EXERCISE REQUIREMENTS: Work out how many lines of the listing below contain the word "selected". Respond with that number only.

<<<<

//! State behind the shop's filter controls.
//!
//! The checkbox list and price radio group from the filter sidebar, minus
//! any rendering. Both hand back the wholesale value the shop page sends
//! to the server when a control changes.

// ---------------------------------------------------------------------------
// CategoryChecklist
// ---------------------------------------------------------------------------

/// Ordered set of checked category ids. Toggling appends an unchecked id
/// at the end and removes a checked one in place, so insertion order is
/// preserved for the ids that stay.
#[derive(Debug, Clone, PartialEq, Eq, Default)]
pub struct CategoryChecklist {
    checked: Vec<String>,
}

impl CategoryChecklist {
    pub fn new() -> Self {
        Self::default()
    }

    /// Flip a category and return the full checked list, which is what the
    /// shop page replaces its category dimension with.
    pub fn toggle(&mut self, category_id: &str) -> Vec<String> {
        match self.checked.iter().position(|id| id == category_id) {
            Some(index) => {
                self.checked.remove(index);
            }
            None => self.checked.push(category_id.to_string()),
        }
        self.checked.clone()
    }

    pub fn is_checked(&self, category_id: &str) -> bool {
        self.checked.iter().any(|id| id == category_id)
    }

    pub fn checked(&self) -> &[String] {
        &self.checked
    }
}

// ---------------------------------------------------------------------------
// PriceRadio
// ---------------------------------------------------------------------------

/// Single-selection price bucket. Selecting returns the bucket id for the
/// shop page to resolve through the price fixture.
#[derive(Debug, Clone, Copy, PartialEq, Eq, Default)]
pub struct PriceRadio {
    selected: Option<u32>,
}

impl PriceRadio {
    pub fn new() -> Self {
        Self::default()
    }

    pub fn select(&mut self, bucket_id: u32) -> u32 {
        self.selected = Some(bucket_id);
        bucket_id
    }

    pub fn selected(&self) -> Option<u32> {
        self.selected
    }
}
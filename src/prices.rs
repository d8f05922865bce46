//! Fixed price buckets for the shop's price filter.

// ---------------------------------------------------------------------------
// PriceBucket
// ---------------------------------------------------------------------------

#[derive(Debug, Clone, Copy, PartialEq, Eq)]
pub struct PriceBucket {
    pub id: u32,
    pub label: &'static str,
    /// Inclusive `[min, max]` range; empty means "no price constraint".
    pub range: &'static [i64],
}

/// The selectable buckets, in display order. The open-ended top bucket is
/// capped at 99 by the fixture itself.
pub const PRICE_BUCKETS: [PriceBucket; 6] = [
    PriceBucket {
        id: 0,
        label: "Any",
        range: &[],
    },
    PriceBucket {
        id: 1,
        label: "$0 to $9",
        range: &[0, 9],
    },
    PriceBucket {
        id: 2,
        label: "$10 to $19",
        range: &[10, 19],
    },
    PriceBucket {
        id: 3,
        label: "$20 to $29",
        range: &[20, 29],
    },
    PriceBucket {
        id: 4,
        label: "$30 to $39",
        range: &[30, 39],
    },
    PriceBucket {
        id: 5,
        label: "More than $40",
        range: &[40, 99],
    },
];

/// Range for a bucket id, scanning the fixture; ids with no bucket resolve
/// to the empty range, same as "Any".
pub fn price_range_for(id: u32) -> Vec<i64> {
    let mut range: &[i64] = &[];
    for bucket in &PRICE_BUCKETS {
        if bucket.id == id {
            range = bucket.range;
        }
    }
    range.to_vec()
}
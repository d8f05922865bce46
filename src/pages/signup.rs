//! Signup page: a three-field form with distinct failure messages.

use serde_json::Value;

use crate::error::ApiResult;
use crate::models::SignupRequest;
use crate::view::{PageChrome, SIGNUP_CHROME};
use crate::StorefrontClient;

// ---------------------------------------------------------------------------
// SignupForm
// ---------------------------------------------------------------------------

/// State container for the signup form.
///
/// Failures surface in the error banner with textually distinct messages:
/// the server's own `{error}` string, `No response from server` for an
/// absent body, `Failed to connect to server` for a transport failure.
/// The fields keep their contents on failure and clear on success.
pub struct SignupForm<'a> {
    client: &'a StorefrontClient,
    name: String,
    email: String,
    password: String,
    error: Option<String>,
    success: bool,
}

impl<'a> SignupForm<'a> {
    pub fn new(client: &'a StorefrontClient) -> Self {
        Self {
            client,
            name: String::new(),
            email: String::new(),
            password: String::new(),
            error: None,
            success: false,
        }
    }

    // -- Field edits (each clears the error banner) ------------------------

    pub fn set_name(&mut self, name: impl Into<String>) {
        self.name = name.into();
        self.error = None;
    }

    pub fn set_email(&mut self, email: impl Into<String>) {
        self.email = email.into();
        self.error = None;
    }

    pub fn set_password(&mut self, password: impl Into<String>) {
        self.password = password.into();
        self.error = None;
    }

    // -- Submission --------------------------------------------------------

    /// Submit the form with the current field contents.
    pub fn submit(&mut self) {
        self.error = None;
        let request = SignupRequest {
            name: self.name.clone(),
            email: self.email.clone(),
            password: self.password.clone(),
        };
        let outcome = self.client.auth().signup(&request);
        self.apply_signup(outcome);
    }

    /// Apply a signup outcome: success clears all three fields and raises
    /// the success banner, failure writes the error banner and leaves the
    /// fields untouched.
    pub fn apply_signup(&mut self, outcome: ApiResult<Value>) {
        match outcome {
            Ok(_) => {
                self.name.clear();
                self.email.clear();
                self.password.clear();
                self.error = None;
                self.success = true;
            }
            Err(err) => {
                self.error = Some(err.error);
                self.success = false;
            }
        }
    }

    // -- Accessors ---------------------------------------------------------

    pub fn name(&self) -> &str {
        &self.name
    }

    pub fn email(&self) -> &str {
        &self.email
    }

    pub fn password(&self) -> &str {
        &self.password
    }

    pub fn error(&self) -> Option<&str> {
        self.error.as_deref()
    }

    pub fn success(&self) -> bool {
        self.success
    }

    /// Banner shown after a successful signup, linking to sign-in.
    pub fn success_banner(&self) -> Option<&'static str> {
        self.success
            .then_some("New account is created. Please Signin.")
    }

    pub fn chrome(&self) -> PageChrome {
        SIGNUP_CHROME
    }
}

>>>>
<<<<

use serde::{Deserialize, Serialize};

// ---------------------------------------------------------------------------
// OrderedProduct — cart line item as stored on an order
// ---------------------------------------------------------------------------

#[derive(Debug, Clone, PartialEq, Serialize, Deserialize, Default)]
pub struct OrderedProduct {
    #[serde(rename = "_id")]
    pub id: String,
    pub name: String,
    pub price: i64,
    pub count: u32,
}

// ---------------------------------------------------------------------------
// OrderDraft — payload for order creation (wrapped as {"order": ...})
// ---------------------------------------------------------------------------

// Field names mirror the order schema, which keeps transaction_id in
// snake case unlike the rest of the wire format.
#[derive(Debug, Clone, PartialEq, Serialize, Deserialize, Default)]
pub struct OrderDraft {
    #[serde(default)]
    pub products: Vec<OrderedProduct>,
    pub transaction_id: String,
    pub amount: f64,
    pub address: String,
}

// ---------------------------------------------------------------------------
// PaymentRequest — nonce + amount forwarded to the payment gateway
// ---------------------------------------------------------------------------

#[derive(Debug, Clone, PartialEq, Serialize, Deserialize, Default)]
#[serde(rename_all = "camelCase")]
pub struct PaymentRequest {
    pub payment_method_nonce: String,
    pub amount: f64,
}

>>>>

OUTPUT: 4